Она с улыбкой посмотрела в глаза мужу.
– Морриган будет поддерживать в нас молодость. И она нуждается в нас, дорогой. Кроме того, она – единственная частичка Шеннон, которая у нас, быть может, останется.
Не в состоянии вымолвить ни слова, Ричард кивнул и поцеловал жену в лоб.
– В кабине сидит моя дочь Мэри. У нее с собой детские вещи – подгузники, детское питание, бутылочки. Все, что может вам сегодня понадобиться.
– Спасибо вам. – Пат Паркер озарила старика улыбкой. – Мы очень ценим вашу помощь.
– Может, вы с Мэри пока отнесете в дом детские вещи, а мы с Джоном закончим здесь? – предложил Ричард.
Пат кивнула, но перед уходом бросила еще один взгляд на тело Рианнон.
– С трудом верится, что это не Шеннон.
– Это не Шеннон, – твердо сказал Ричард. – Шеннон жива и в полной безопасности в другом мире.
Ребенок беспокойно зашевелился, и Пат тут же переключилась с трупа на малышку. Тихонько с ней разговаривая, она поспешила обойти машину и направилась к кабине. Ричард подождал, пока обе женщины скроются в доме вместе с детскими вещами, и повернулся к старому индейцу.
– Я не повезу ее в город. Это только наше дело, и ничье больше.
Джон Мирный Орел степенно кивнул.
– Хорошо, что современный мир больше никак с ней не связан. Она принадлежит другому времени и другому миру.
– Я хочу похоронить ее у пруда, под ветвями ивы. – Ричард смотрел в сторону темного пруда. – Эти деревья всегда казались мне очень печальными.
– И получится, что они ее словно бы оплакивают.
Ричард что-то проворчал и кивнул.
– Вы поможете мне?
– Да, я помогу.
Они вдвоем направились к сараю за инструментами.
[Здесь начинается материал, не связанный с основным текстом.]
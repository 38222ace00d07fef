//! Commands for Saved Shopping Lists

use crate::domain::ShoppingListSummary;
use crate::workflow::Screen;
use crate::AppState;

/// All saved shopping lists, oldest first
pub async fn list_shopping_lists(state: &AppState) -> Result<Vec<ShoppingListSummary>, String> {
    let lists = state.store.shopping_lists.list().await.map_err(|e| e.to_string())?;
    Ok(lists.iter().map(ShoppingListSummary::from).collect())
}

/// Mark a saved list as completed (or active again)
pub async fn set_shopping_list_completed(state: &AppState, id: u32, completed: bool) -> Result<(), String> {
    state.store.shopping_lists
        .set_completed(id, completed)
        .await
        .map_err(|e| e.to_string())?;

    // Keep an open history screen in sync
    let mut workflow = state.workflow.lock().await;
    if workflow.screen() == &Screen::History {
        workflow.refresh_history().await;
    }
    Ok(())
}
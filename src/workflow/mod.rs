//! Workflow Layer
//!
//! The screen state machine that collects menu drafts and commits them.

mod screen;
mod view;
mod controller;


pub use screen::{Intent, Screen};
pub use view::{
    group_by_category, CategoryGroup, EditingMenuView, HistoryView, MenuCountView, ScreenView, SlotView,
    SummaryView,
};
pub use controller::{saved_menu_ids, MAX_MENU_COUNT, SlotOutcome, Summary, Workflow, WorkflowSettings};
– Что вы скажете Морриган о ее матери? – спросил по дороге Мирный Орел.
– Правду, – автоматически ответил Ричард и подумал, как, черт подери, он будет это делать.
Джон Мирный Орел и его дочь уехали, когда уже начало светать. Ричард был совершенно без сил. Он потирал занемевшую правую руку, которая всегда таким образом реагировала на слишком большую нагрузку. Интересно, заживет ли вообще когда-нибудь его рана? Он напомнил себе, что прошло всего пять месяцев с тех пор, как он разбил руку, пытаясь выбраться из полыньи замерзшего пруда – полыньи, которую пробил дьявол Нуада, когда пытался исполнить свою угрозу убить всех, кого любит Шеннон. Ричард почувствовал, что его кожа начала зудеть и подергиваться, как у лошади, которую покусывают мошки. Ему не хотелось вспоминать тот день.
Вяканье ребенка заставило его бросить взгляд через тускло освещенную спальню. Он тихо встал и, обойдя кровать, посмотрел на извивающийся сверток. Малышка спала в старой колыбельке, которую Мама Паркер принесла с чердака. Старая колыбелька Шеннон. Он уже и забыл, что сохранил ее. Христос, да она, похоже, лежала на чердаке больше тридцати лет. Без колебаний он взял Морриган на руки. Чуть неловко похлопал по спинке и поспешил из комнаты, чтобы не разбудить спящую жену.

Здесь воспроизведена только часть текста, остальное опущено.